YOUR TASK: The lines from the start of the records through the one containing "pub fn corner(self, element: &DesignElement)" are to be restated word for word; please include both ends.

DATA SUPPLIED:

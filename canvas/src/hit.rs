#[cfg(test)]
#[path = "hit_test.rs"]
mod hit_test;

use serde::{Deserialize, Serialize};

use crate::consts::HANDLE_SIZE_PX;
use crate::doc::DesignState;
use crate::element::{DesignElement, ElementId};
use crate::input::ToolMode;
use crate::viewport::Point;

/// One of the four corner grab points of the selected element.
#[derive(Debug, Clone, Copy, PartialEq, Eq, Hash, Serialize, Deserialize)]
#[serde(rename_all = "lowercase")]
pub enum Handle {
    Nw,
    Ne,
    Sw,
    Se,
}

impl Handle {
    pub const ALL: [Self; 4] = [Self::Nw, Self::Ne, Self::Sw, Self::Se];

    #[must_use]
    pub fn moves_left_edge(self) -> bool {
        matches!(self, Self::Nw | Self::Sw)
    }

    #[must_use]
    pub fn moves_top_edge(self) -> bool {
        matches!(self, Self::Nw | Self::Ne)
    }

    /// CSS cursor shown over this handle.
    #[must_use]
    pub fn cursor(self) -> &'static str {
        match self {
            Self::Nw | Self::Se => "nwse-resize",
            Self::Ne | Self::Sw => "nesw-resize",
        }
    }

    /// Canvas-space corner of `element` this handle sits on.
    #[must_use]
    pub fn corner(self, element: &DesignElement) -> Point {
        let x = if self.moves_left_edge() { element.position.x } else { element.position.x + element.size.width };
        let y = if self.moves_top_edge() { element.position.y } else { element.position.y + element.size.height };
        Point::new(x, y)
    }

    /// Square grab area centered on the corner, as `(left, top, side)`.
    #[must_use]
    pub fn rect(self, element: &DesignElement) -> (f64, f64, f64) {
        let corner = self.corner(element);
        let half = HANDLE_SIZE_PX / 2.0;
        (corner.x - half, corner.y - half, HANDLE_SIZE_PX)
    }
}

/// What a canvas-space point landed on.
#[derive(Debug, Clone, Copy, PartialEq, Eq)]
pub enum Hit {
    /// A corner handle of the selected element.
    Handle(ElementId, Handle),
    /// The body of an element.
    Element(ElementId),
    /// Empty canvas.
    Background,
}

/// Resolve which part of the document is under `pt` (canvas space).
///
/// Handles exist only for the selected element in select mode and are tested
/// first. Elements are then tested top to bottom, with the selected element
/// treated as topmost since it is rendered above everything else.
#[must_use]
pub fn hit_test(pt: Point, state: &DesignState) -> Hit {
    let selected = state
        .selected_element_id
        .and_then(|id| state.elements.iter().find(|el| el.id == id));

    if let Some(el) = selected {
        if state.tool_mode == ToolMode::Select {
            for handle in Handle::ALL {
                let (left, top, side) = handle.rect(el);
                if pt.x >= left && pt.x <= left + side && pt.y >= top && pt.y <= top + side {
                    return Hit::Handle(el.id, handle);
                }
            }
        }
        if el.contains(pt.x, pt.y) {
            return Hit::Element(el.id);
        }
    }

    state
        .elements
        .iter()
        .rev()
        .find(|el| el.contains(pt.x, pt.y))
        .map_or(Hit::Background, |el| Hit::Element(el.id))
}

EXPECTED ANSWER:
filename canvas/src/hit.rs
#[cfg(test)]
#[path = "hit_test.rs"]
mod hit_test;

use serde::{Deserialize, Serialize};

use crate::consts::HANDLE_SIZE_PX;
use crate::doc::DesignState;
use crate::element::{DesignElement, ElementId};
use crate::input::ToolMode;
use crate::viewport::Point;

/// One of the four corner grab points of the selected element.
#[derive(Debug, Clone, Copy, PartialEq, Eq, Hash, Serialize, Deserialize)]
#[serde(rename_all = "lowercase")]
pub enum Handle {
    Nw,
    Ne,
    Sw,
    Se,
}

impl Handle {
    pub const ALL: [Self; 4] = [Self::Nw, Self::Ne, Self::Sw, Self::Se];

    #[must_use]
    pub fn moves_left_edge(self) -> bool {
        matches!(self, Self::Nw | Self::Sw)
    }

    #[must_use]
    pub fn moves_top_edge(self) -> bool {
        matches!(self, Self::Nw | Self::Ne)
    }

    /// CSS cursor shown over this handle.
    #[must_use]
    pub fn cursor(self) -> &'static str {
        match self {
            Self::Nw | Self::Se => "nwse-resize",
            Self::Ne | Self::Sw => "nesw-resize",
        }
    }

    /// Canvas-space corner of `element` this handle sits on.
    #[must_use]
    pub fn corner(self, element: &DesignElement) -> Point {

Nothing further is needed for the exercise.